▸ Records for the exercise:
::::
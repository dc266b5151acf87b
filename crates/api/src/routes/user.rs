use axum::{
    routing::{get, post},
    Router,
};
use std::sync::Arc;

use crate::{handlers, ApiState};

pub fn routes() -> Router<Arc<ApiState>> {
    Router::new()
        .route("/users", post(handlers::user::create_user))
        .route("/sessions", post(handlers::user::create_session))
        .route(
            "/profile",
            get(handlers::user::show_profile).put(handlers::user::update_profile),
        )
}
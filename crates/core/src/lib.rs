//! # Barbershop Core
//!
//! Domain types and rules shared by the API and database crates: the error
//! type, request/response models, calendar helpers, account and booking rules
//! and the provider availability calculator.

pub mod account;
pub mod availability;
pub mod booking;
pub mod calendar;
pub mod errors;
pub mod models;
//! # Authentication Module
//!
//! Password hashing and verification for user accounts, the credential and
//! password-change checks built on them, and the [`CurrentUser`] extractor.
//!
//! The implementation uses Argon2 and stores hashes in PHC string format,
//! which carries the algorithm, version, parameters and salt alongside the
//! hash itself.

use argon2::{
    password_hash::{PasswordHash, SaltString},
    Argon2, PasswordHasher, PasswordVerifier,
};
use axum::{async_trait, extract::FromRequestParts, http::request::Parts};
use barbershop_core::{errors::BarberError, models::user::User};
use eyre::Result;
use rand::rngs::OsRng;
use uuid::Uuid;

use super::error_handling::AppError;

/// Header naming the account a request acts for
pub const USER_ID_HEADER: &str = "x-user-id";

/// Hashes a password using the Argon2 algorithm
///
/// A fresh random salt is generated for every call, so hashing the same
/// password twice yields different strings.
///
/// # Example
///
/// ```
/// use barbershop_api::middleware::auth::hash_password;
///
/// let hashed = hash_password("user_password").unwrap();
/// assert!(hashed.starts_with("$argon2"));
/// ```
pub fn hash_password(password: &str) -> Result<String> {
    let salt = SaltString::generate(&mut OsRng);

    let password_hash = Argon2::default()
        .hash_password(password.as_bytes(), &salt)
        .map_err(|e| eyre::eyre!("Error hashing password: {}", e))?
        .to_string();

    Ok(password_hash)
}

/// Checks a plain text password against a stored PHC hash
///
/// # Errors
///
/// Returns an error if `hash` is not a valid PHC string. A wrong password is
/// `Ok(false)`.
pub fn verify_password(hash: &str, password: &str) -> Result<bool> {
    let parsed_hash =
        PasswordHash::new(hash).map_err(|e| eyre::eyre!("Invalid password hash: {}", e))?;

    Ok(Argon2::default()
        .verify_password(password.as_bytes(), &parsed_hash)
        .is_ok())
}

/// Accepts a sign-in when `user` exists and `password` matches its hash
///
/// Unknown emails and wrong passwords produce the same error.
pub fn authenticate(user: Option<User>, password: &str) -> Result<User, BarberError> {
    let invalid =
        || BarberError::Authentication("Incorrect email/password combination".to_string());

    let user = user.ok_or_else(invalid)?;
    let matches = verify_password(&user.password_hash, password)
        .map_err(|e| BarberError::Internal(e.into()))?;
    if !matches {
        tracing::warn!("Failed sign-in attempt for user {}", user.id);
        return Err(invalid());
    }

    Ok(user)
}

/// Hashes `new_password` once `old_password` is confirmed against the stored
/// hash
pub fn change_password(
    current_hash: &str,
    old_password: Option<&str>,
    new_password: &str,
) -> Result<String, BarberError> {
    let old_password = old_password.ok_or_else(|| {
        BarberError::Validation(
            "You need to inform the old password to set a new password".to_string(),
        )
    })?;

    let matches = verify_password(current_hash, old_password)
        .map_err(|e| BarberError::Internal(e.into()))?;
    if !matches {
        return Err(BarberError::Validation("Old password does not match".to_string()));
    }

    hash_password(new_password).map_err(|e| BarberError::Internal(e.into()))
}

/// The account a request acts for, read from the `x-user-id` header
///
/// A missing or malformed header is rejected with 401.
#[derive(Debug, Clone, Copy, PartialEq, Eq)]
pub struct CurrentUser(pub Uuid);

#[async_trait]
impl<S> FromRequestParts<S> for CurrentUser
where
    S: Send + Sync,
{
    type Rejection = AppError;

    async fn from_request_parts(parts: &mut Parts, _state: &S) -> Result<Self, Self::Rejection> {
        parts
            .headers
            .get(USER_ID_HEADER)
            .and_then(|value| value.to_str().ok())
            .and_then(|value| Uuid::parse_str(value.trim()).ok())
            .map(CurrentUser)
            .ok_or_else(|| {
                AppError(BarberError::Authentication(format!(
                    "A valid {} header is required",
                    USER_ID_HEADER
                )))
            })
    }
}
use barbershop_core::models::{appointment::Appointment, user::User};
use chrono::NaiveDateTime;
use serde::{Deserialize, Serialize};
use sqlx::FromRow;
use uuid::Uuid;

#[derive(Debug, Clone, Serialize, Deserialize, FromRow)]
pub struct DbUser {
    pub id: Uuid,
    pub name: String,
    pub email: String,
    pub password_hash: String,
    pub created_at: NaiveDateTime,
}

#[derive(Debug, Clone, Serialize, Deserialize, FromRow)]
pub struct DbAppointment {
    pub id: Uuid,
    pub provider_id: Uuid,
    pub user_id: Uuid,
    pub date: NaiveDateTime,
    pub created_at: NaiveDateTime,
}

impl From<DbUser> for User {
    fn from(row: DbUser) -> Self {
        Self {
            id: row.id,
            name: row.name,
            email: row.email,
            password_hash: row.password_hash,
            created_at: row.created_at,
        }
    }
}

impl From<DbAppointment> for Appointment {
    fn from(row: DbAppointment) -> Self {
        Self {
            id: row.id,
            provider_id: row.provider_id,
            user_id: row.user_id,
            date: row.date,
            created_at: row.created_at,
        }
    }
}
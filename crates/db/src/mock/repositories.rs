use async_trait::async_trait;
use barbershop_core::{availability::AppointmentQuery, models::appointment::Appointment};
use mockall::mock;
use uuid::Uuid;

// Mock appointment source for handler tests
mock! {
    pub AppointmentQuery {}

    #[async_trait]
    impl AppointmentQuery for AppointmentQuery {
        async fn find_by_provider_and_day(
            &self,
            provider_id: Uuid,
            year: i32,
            month: u32,
            day: u32,
        ) -> eyre::Result<Vec<Appointment>>;

        async fn find_by_provider_and_month(
            &self,
            provider_id: Uuid,
            year: i32,
            month: u32,
        ) -> eyre::Result<Vec<Appointment>>;
    }
}
use axum::{
    extract::{Query, State},
    http::StatusCode,
    Json,
};
use barbershop_core::{
    account,
    errors::BarberError,
    models::user::{
        CreateSessionRequest, CreateUserRequest, ListProvidersQuery, UpdateProfileRequest, User,
        UserResponse,
    },
};
use barbershop_db::repositories::user;
use std::sync::Arc;
use uuid::Uuid;

use crate::{
    middleware::{
        auth::{self, CurrentUser},
        error_handling::AppError,
    },
    ApiState,
};

#[axum::debug_handler]
pub async fn create_user(
    State(state): State<Arc<ApiState>>,
    Json(payload): Json<CreateUserRequest>,
) -> Result<(StatusCode, Json<UserResponse>), AppError> {
    account::validate_new_user(&payload)?;
    let email = account::normalize_email(&payload.email);

    let existing = user::get_user_by_email(&state.db_pool, &email)
        .await
        .map_err(BarberError::Database)?;
    account::ensure_email_available(existing.map(User::from).as_ref(), None)?;

    let password_hash = auth::hash_password(&payload.password)?;

    let db_user = user::create_user(&state.db_pool, payload.name.trim(), &email, &password_hash)
        .await
        .map_err(email_taken_or_database)?;

    tracing::info!("User created: id={}", db_user.id);

    Ok((StatusCode::CREATED, Json(UserResponse::from(User::from(db_user)))))
}

/// Signs a user in by checking their credentials
#[axum::debug_handler]
pub async fn create_session(
    State(state): State<Arc<ApiState>>,
    Json(payload): Json<CreateSessionRequest>,
) -> Result<Json<UserResponse>, AppError> {
    let email = account::normalize_email(&payload.email);
    let found = user::get_user_by_email(&state.db_pool, &email)
        .await
        .map_err(BarberError::Database)?;

    let signed_in = auth::authenticate(found.map(User::from), &payload.password)?;

    Ok(Json(UserResponse::from(signed_in)))
}

#[axum::debug_handler]
pub async fn show_profile(
    State(state): State<Arc<ApiState>>,
    CurrentUser(user_id): CurrentUser,
) -> Result<Json<UserResponse>, AppError> {
    let profile = find_user(&state, user_id).await?;

    Ok(Json(UserResponse::from(profile)))
}

/// Updates the caller's name and email, and their password when a new one
/// is given together with the current one
#[axum::debug_handler]
pub async fn update_profile(
    State(state): State<Arc<ApiState>>,
    CurrentUser(user_id): CurrentUser,
    Json(payload): Json<UpdateProfileRequest>,
) -> Result<Json<UserResponse>, AppError> {
    account::validate_profile_update(&payload)?;
    let email = account::normalize_email(&payload.email);

    let current = find_user(&state, user_id).await?;

    let holder = user::get_user_by_email(&state.db_pool, &email)
        .await
        .map_err(BarberError::Database)?;
    account::ensure_email_available(holder.map(User::from).as_ref(), Some(user_id))?;

    let password_hash = match payload.new_password() {
        Some(password) => {
            auth::change_password(&current.password_hash, payload.old_password(), password)?
        }
        None => current.password_hash,
    };

    let updated = user::update_user(
        &state.db_pool,
        user_id,
        payload.name.trim(),
        &email,
        &password_hash,
    )
    .await
    .map_err(email_taken_or_database)?
    .ok_or_else(|| user_not_found(user_id))?;

    tracing::info!("Profile updated: id={}", updated.id);

    Ok(Json(UserResponse::from(User::from(updated))))
}

#[axum::debug_handler]
pub async fn list_providers(
    State(state): State<Arc<ApiState>>,
    Query(query): Query<ListProvidersQuery>,
) -> Result<Json<Vec<UserResponse>>, AppError> {
    let providers = user::list_providers(&state.db_pool, query.except_user_id)
        .await
        .map_err(BarberError::Database)?;

    Ok(Json(
        providers
            .into_iter()
            .map(|row| UserResponse::from(User::from(row)))
            .collect(),
    ))
}

async fn find_user(state: &ApiState, user_id: Uuid) -> Result<User, BarberError> {
    user::get_user_by_id(&state.db_pool, user_id)
        .await
        .map_err(BarberError::Database)?
        .map(User::from)
        .ok_or_else(|| user_not_found(user_id))
}

fn user_not_found(user_id: Uuid) -> BarberError {
    BarberError::NotFound(format!("User with ID {} not found", user_id))
}

// A racing insert or update can still hit the unique email index
fn email_taken_or_database(err: eyre::Report) -> BarberError {
    if barbershop_db::is_unique_violation(&err) {
        BarberError::Conflict("Email address already in use".to_string())
    } else {
        BarberError::Database(err)
    }
}
use axum::http::StatusCode;
use barbershop_api::middleware::{
    auth,
    error_handling::{map_error, AppError},
};
use barbershop_core::{
    booking,
    errors::BarberError,
    models::{appointment::Appointment, user::User},
};
use rstest::rstest;
use uuid::Uuid;

use crate::test_utils::at;

fn user_with_password(password: &str) -> User {
    User {
        id: Uuid::new_v4(),
        name: "John Doe".to_string(),
        email: "johndoe@example.com".to_string(),
        password_hash: auth::hash_password(password).unwrap(),
        created_at: at(2020, 4, 1, 9, 0),
    }
}

#[rstest]
#[case::not_found(BarberError::NotFound("User not found".into()), StatusCode::NOT_FOUND)]
#[case::validation(BarberError::Validation("Invalid input".into()), StatusCode::BAD_REQUEST)]
#[case::conflict(BarberError::Conflict("Slot taken".into()), StatusCode::CONFLICT)]
#[case::authentication(
    BarberError::Authentication("Bad password".into()),
    StatusCode::UNAUTHORIZED
)]
#[case::database(
    BarberError::Database(eyre::eyre!("Database error")),
    StatusCode::INTERNAL_SERVER_ERROR
)]
#[case::internal(
    BarberError::Internal(Box::new(std::io::Error::new(std::io::ErrorKind::Other, "boom"))),
    StatusCode::INTERNAL_SERVER_ERROR
)]
fn test_error_maps_to_status(#[case] error: BarberError, #[case] expected: StatusCode) {
    let response = map_error(error);

    assert_eq!(response.status(), expected);
}

#[test]
fn test_eyre_report_becomes_database_error() {
    let error = AppError::from(eyre::eyre!("pool timed out"));

    assert!(matches!(error.0, BarberError::Database(_)));
    assert_eq!(error.status(), StatusCode::INTERNAL_SERVER_ERROR);
}

#[test]
fn test_hash_password() {
    let password = "test_password";
    let hashed = auth::hash_password(password).unwrap();

    assert_ne!(hashed, password);
    assert!(hashed.starts_with("$argon2"));
    // Salts are random
    assert_ne!(hashed, auth::hash_password(password).unwrap());
}

#[test]
fn test_verify_password() {
    let hashed = auth::hash_password("123456").unwrap();

    assert!(auth::verify_password(&hashed, "123456").unwrap());
    assert!(!auth::verify_password(&hashed, "654321").unwrap());
}

#[test]
fn test_verify_password_rejects_malformed_hash() {
    assert!(auth::verify_password("not-a-phc-string", "123456").is_err());
}

#[test]
fn test_taken_slot_answers_conflict() {
    let existing = Appointment {
        id: Uuid::new_v4(),
        provider_id: Uuid::new_v4(),
        user_id: Uuid::new_v4(),
        date: at(2020, 5, 3, 9, 0),
        created_at: at(2020, 5, 1, 9, 0),
    };

    let error = booking::ensure_slot_free(Some(&existing)).unwrap_err();

    assert_eq!(map_error(error).status(), StatusCode::CONFLICT);
}

#[test]
fn test_authenticate_accepts_matching_password() {
    let user = user_with_password("123456");

    let signed_in = auth::authenticate(Some(user.clone()), "123456").unwrap();

    assert_eq!(signed_in.id, user.id);
}

#[test]
fn test_authenticate_rejects_unknown_email() {
    let error = auth::authenticate(None, "123456").unwrap_err();

    assert!(matches!(error, BarberError::Authentication(_)));
    assert_eq!(map_error(error).status(), StatusCode::UNAUTHORIZED);
}

#[test]
fn test_authenticate_rejects_wrong_password() {
    let user = user_with_password("123456");

    let error = auth::authenticate(Some(user), "wrong-password").unwrap_err();

    match error {
        BarberError::Authentication(message) => {
            assert_eq!(message, "Incorrect email/password combination")
        }
        other => panic!("Expected Authentication error, got: {:?}", other),
    }
}

#[test]
fn test_change_password_requires_old_password() {
    let user = user_with_password("123456");

    let error = auth::change_password(&user.password_hash, None, "123123").unwrap_err();

    assert!(matches!(error, BarberError::Validation(_)));
}

#[test]
fn test_change_password_rejects_wrong_old_password() {
    let user = user_with_password("123456");

    let error =
        auth::change_password(&user.password_hash, Some("wrong-old"), "123123").unwrap_err();

    match error {
        BarberError::Validation(message) => assert_eq!(message, "Old password does not match"),
        other => panic!("Expected Validation error, got: {:?}", other),
    }
}

#[test]
fn test_change_password_hashes_new_password() {
    let user = user_with_password("123456");

    let new_hash = auth::change_password(&user.password_hash, Some("123456"), "123123").unwrap();

    assert!(auth::verify_password(&new_hash, "123123").unwrap());
    assert!(!auth::verify_password(&new_hash, "123456").unwrap());
}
::::
▸ How to complete this task:
On how many lines of the material does the word "combination" appear? Reply with the number alone.

▸ Output for this task:
2